China's cryptocurrency strategy is turning money into a national strategic weapon. A recent study published by Study Times, the official newspaper of China's Central Party School, argues that digital assets are now shaping war and finance.
The study describes cryptocurrencies and central bank digital currencies (CBDCs) as tools of “financial mobilization.” This would allow states to direct liquidity in the event a bank fails or sanctions are tightened. Blockchain networks have been called “digital logistics fronts,” merging economic survival and national security.
Digital money becomes an instrument of geopolitical power
According to the study, the battleground has now expanded to the financial sector as well. Cryptocurrencies form an infrastructure for “total war” that combines deterrence, capital mobilization, and social stability. Digitizing the flow of funds could help the Chinese government maintain liquidity, fund its defense industry, and support domestic demand in the event of a global financial collapse.
He also outlined three themes: “total war, hybrid war, and digital financial war,” and argued that digital ledgers support national resilience. Digital renminbi and blockchain payments serve as strategic assets within this framework. They are built to operate independently of US sanctions and the SWIFT network.

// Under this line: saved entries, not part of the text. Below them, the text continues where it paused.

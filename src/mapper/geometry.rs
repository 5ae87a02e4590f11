//! Coordinate scaling, center points and point containment for areas.
//!
//! All coordinates here are flat lists whose meaning depends on the shape:
//! `rect` is `[left, top, right, bottom]`, `circle` is `[x, y, radius]` and
//! `poly` is `[x0, y0, x1, y1, ...]`.

use crate::mapper::model::{Area, Shape};
use eframe::egui::{pos2, Pos2};

/// Uniform scale from original image pixels to displayed pixels.
///
/// Only the horizontal ratio is used; it applies to both axes even when the
/// display height was set on its own.
pub fn scale_factor(display_width: Option<f32>, original_width: Option<f32>) -> f32 {
    match (display_width, original_width) {
        (Some(width), Some(original)) if width.is_finite() && width != 0.0 && original > 0.0 => {
            width / original
        }
        _ => 1.0,
    }
}

pub fn scale_coords(
    coords: &[f32],
    display_width: Option<f32>,
    original_width: Option<f32>,
) -> Vec<f32> {
    let scale = scale_factor(display_width, original_width);
    coords.iter().map(|c| c * scale).collect()
}

/// Visual center of an area given its already scaled coordinates.
///
/// Circles report their own center. Everything else reports the mean of the
/// x values and the mean of the y values, which is the vertex centroid for
/// polygons rather than the area centroid. `None` yields the origin.
pub fn compute_center(area: Option<&Area>, scaled_coords: &[f32]) -> Pos2 {
    let Some(area) = area else {
        return Pos2::ZERO;
    };

    match area.shape {
        Shape::Circle => pos2(
            scaled_coords.first().copied().unwrap_or(0.0),
            scaled_coords.get(1).copied().unwrap_or(0.0),
        ),
        Shape::Rect | Shape::Poly => {
            let n = scaled_coords.len() as f32 / 2.0;
            let (x, y) = scaled_coords
                .iter()
                .enumerate()
                .fold((0.0, 0.0), |(x, y), (idx, val)| {
                    if idx % 2 == 0 {
                        (x + val / n, y)
                    } else {
                        (x, y + val / n)
                    }
                });
            pos2(x, y)
        }
    }
}

/// Complete `(x, y)` pairs of a flat coordinate list; a trailing odd value is dropped.
pub fn coord_pairs(coords: &[f32]) -> Vec<Pos2> {
    coords
        .chunks_exact(2)
        .map(|pair| pos2(pair[0], pair[1]))
        .collect()
}

/// Whether `point` falls inside the shape described by `coords`.
///
/// Edges count as inside. Malformed coordinate lists never contain anything.
pub fn contains_point(shape: Shape, coords: &[f32], point: Pos2) -> bool {
    match shape {
        Shape::Rect => {
            let [left, top, right, bottom] = match coords {
                [l, t, r, b, ..] => [*l, *t, *r, *b],
                _ => return false,
            };
            let (x0, x1) = (left.min(right), left.max(right));
            let (y0, y1) = (top.min(bottom), top.max(bottom));
            point.x >= x0 && point.x <= x1 && point.y >= y0 && point.y <= y1
        }
        Shape::Circle => {
            let [x, y, radius] = match coords {
                [x, y, r, ..] => [*x, *y, *r],
                _ => return false,
            };
            point.distance_sq(pos2(x, y)) <= radius * radius
        }
        Shape::Poly => point_in_polygon(&coord_pairs(coords), point),
    }
}

/// Even-odd rule.
pub fn point_in_polygon(vertices: &[Pos2], point: Pos2) -> bool {
    if vertices.len() < 3 {
        return false;
    }
    let mut inside = false;
    let mut j = vertices.len() - 1;
    for i in 0..vertices.len() {
        let (a, b) = (vertices[i], vertices[j]);
        if (a.y > point.y) != (b.y > point.y) {
            let cross_x = a.x + (point.y - a.y) * (b.x - a.x) / (b.y - a.y);
            if point.x < cross_x {
                inside = !inside;
            }
        }
        j = i;
    }
    inside
}

#[cfg(test)]
mod tests {
    use super::*;

    #[test]
    fn negative_reference_width_disables_scaling() {
        assert_eq!(scale_factor(Some(200.0), Some(-10.0)), 1.0);
        assert_eq!(scale_factor(None, Some(100.0)), 1.0);
        assert_eq!(scale_factor(Some(0.0), Some(100.0)), 1.0);
    }

    #[test]
    fn odd_coordinate_count_divides_by_fractional_half() {
        let area = Area::poly(vec![3.0, 4.0, 3.0]);
        let center = compute_center(Some(&area), &area.coords);
        assert_eq!(center, pos2(4.0, 4.0 / 1.5));
    }

    #[test]
    fn empty_coords_center_at_origin() {
        let area = Area::poly(Vec::new());
        assert_eq!(compute_center(Some(&area), &[]), Pos2::ZERO);
    }

    #[test]
    fn rect_contains_edges_and_handles_swapped_corners() {
        let coords = [10.0, 10.0, 0.0, 0.0];
        assert!(contains_point(Shape::Rect, &coords, pos2(0.0, 5.0)));
        assert!(contains_point(Shape::Rect, &coords, pos2(10.0, 10.0)));
        assert!(!contains_point(Shape::Rect, &coords, pos2(10.5, 5.0)));
    }

    #[test]
    fn concave_polygon_notch_is_outside() {
        // U shape, notch spans x in 1..2 below y = 1.
        let coords = [
            0.0, 0.0, 3.0, 0.0, 3.0, 3.0, 2.0, 3.0, 2.0, 1.0, 1.0, 1.0, 1.0, 3.0, 0.0, 3.0,
        ];
        assert!(contains_point(Shape::Poly, &coords, pos2(0.5, 2.0)));
        assert!(!contains_point(Shape::Poly, &coords, pos2(1.5, 2.0)));
    }

    #[test]
    fn malformed_coords_contain_nothing() {
        assert!(!contains_point(Shape::Rect, &[0.0, 0.0, 5.0], pos2(1.0, 1.0)));
        assert!(!contains_point(Shape::Circle, &[0.0, 0.0], pos2(0.0, 0.0)));
        assert!(!contains_point(Shape::Poly, &[0.0, 0.0, 5.0, 5.0], pos2(1.0, 1.0)));
    }
}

“Digital currencies have become strategic assets in hybrid warfare, reshaping cross-border capital flows during wartime.”
— study time (2025)
This change reflects a broader trend. Economist Barry Eichengreen points out that the dollar's share of global foreign exchange reserves has fallen from 71% in 2000 to 58% in 2024. He writes that governments are “moving away from the dollar…for geopolitical reasons, but businesses still prefer the liquidity of the dollar.”
Meanwhile, the Chinese government's mBridge project, which connects CBDCs in China, Saudi Arabia, Thailand, and the United Arab Emirates, seeks to bypass SWIFT and create a parallel network beyond the reach of the United States. For China, blockchain means more than speed. It represents autonomy under economic pressure.
TRM Labs’ 2025 Crypto Crime Report shows that digital assets are active on both sides of the geopolitical battlefield. Sanctioned exchanges such as Russia's Garantex and Iran's Nobitex handled more than 85% of illicit flows into restricted markets.

Distribution of 86 designated addresses | TRM
Terrorist groups, including Hamas, Hezbollah, and ISIS affiliates, have used stablecoins such as TRON’s USDT to raise funds. As a result, Israel froze millions of dollars in related accounts. Digital finance, once celebrated as a borderless innovation, is now a field of control and coercion.
From cyber defense to projecting “soft power”
Military theorist Jason P. Lowery argues that: software Bitcoin is a “non-lethal form of power projection, a digital defense system protected by electricity rather than explosives,” he said. This idea is currently shaping the Chinese government's view of blockchain as a foundation for resilience and deterrence. Building currency controls into the code allows states to project power through networks rather than armies.

Visualization of blockchain applications in the military field | Applications of blockchain in the military field
A 2025 review published in the journal Technologies found that blockchain “enhances military operations through secure communications, immutable logistics, and quantum-secure authentication.” Researchers said distributed ledgers can strengthen command systems and supply chains against cyber and physical attacks. These findings demonstrate how crypto infrastructure is moving from finance to defense, marrying data integrity, funding agility, and operational reliability.
Geopolitical disparities are widening. While Western governments aim to limit the militarization of cryptocurrencies, China has incorporated cryptocurrencies into its national policy. As Eichengreen warned, “geopolitics goes both ways.” Depending on who builds the rails, cryptocurrencies can either weaken or strengthen the dollar’s dominance. Ultimately, Beijing's hybrid model (combining economic control and technological sovereignty) suggests that the next great power contest will play out across markets, cyberspace, and the distributed ledgers that connect them.